Problem with GC and address/leak sanitizer

Sat Mar 29 00:57:34 UTC 2025

Hi Luis,
   Thanks for spending some time on it.
Here some inline remarks from my side.

On Friday, 28 March 2025 at 00:35:50 UTC, Luís Marques wrote:
>
> 1. **The main issue:** The distributed 
> `libdruntime-ldc-shared.so` appears to be compiled without 
> `version=SupportSanitizers`, so the fake stack scanning isn't 
> enabled.

This is intentional, because there is some overhead associated 
with it. If this is the main issue then that's "OK" and has 
always been the case. Perhaps FakeStack is now enabled by 
default. We should either disable that default, or start shipping 
including the small overhead in druntime.

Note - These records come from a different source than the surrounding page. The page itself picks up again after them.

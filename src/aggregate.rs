//! Stability over a whole sequence of snapshots.

use std::collections::BTreeSet;

use serde::{Deserialize, Serialize};

use crate::{snapshot::Snapshot, stats::percentage};

#[derive(Debug, Clone, PartialEq, Default, Serialize, Deserialize)]
pub struct SequenceAggregate {
    /// Destinations present in every snapshot, sorted.
    pub universal: Vec<String>,
    /// Universal destinations whose AS path never changes between consecutive
    /// snapshots, sorted.
    pub totally_stable: Vec<String>,
    /// `universal` relative to the first snapshot's route count.
    pub perc_universal: f64,
    /// `totally_stable` relative to the first snapshot's route count.
    pub perc_totally_stable: f64,
}

/// Intersection of the destination sets of all snapshots. A single snapshot
/// yields its own destination set; an empty slice yields an empty set.
pub fn universal_destinations(snapshots: &[Snapshot]) -> BTreeSet<&str> {
    let (first, rest) = match snapshots.split_first() {
        Some(split) => split,
        None => return BTreeSet::new(),
    };

    first
        .destinations()
        .filter(|destination| rest.iter().all(|snap| snap.contains(destination)))
        .collect()
}

/// Whether `destination` has the same AS path in every consecutive pair.
/// Stops at the first mismatch.
fn never_changes(destination: &str, snapshots: &[Snapshot]) -> bool {
    snapshots
        .windows(2)
        .all(|pair| pair[0].get(destination) == pair[1].get(destination))
}

pub fn aggregate(snapshots: &[Snapshot]) -> SequenceAggregate {
    let universal = universal_destinations(snapshots);

    let totally_stable = universal
        .iter()
        .filter(|destination| never_changes(destination, snapshots))
        .map(|destination| destination.to_string())
        .collect::<Vec<_>>();

    let base = snapshots.first().map(Snapshot::len).unwrap_or(0);

    SequenceAggregate {
        perc_universal: percentage(universal.len(), base),
        perc_totally_stable: percentage(totally_stable.len(), base),
        universal: universal.into_iter().map(String::from).collect(),
        totally_stable,
    }
}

> 2. **Fake stack support should work when properly enabled:** If 
> you build LDC with `-DRT_SUPPORT_SANITIZERS=True`, the fake 
> stack is scanned as expected.

Great.

> From what I can see (by checking for the proper GC scan calls 
> and addresses), everything is being done correctly. The test 
> `tests/sanitizers/asan_fakestack_GC.d` still fails, but not 
> because of broken fake stack scanning—instead, the test itself 
> is broken. An assertion fails in 
> `test_non_null_does_not_trigger_collection` because memory from 
> a previous iteration is being freed, not because it's freeing 
> memory incorrectly for the current iteration.

The idea of the test is to test that enabling fakestack does not 
change collection behavior. The test is clunky, I'll admit. If it 
is indeed failing already on the fakestack-disabled case, then it 
needs to be adjusted for sure.

> 3. **Redundant function calls:** The runtime function 
> `scanAllTypeImpl` calls `scanStackForASanFakeStack` multiple 
> times for the same fake stack frame, using identical memory 
> ranges each time. While technically correct, this is 
> unnecessary and inefficient. Based on the comment `"This is the 
> pointer we are catching with"`, it seems there's a 
> misunderstanding regarding how the fake stack should be located.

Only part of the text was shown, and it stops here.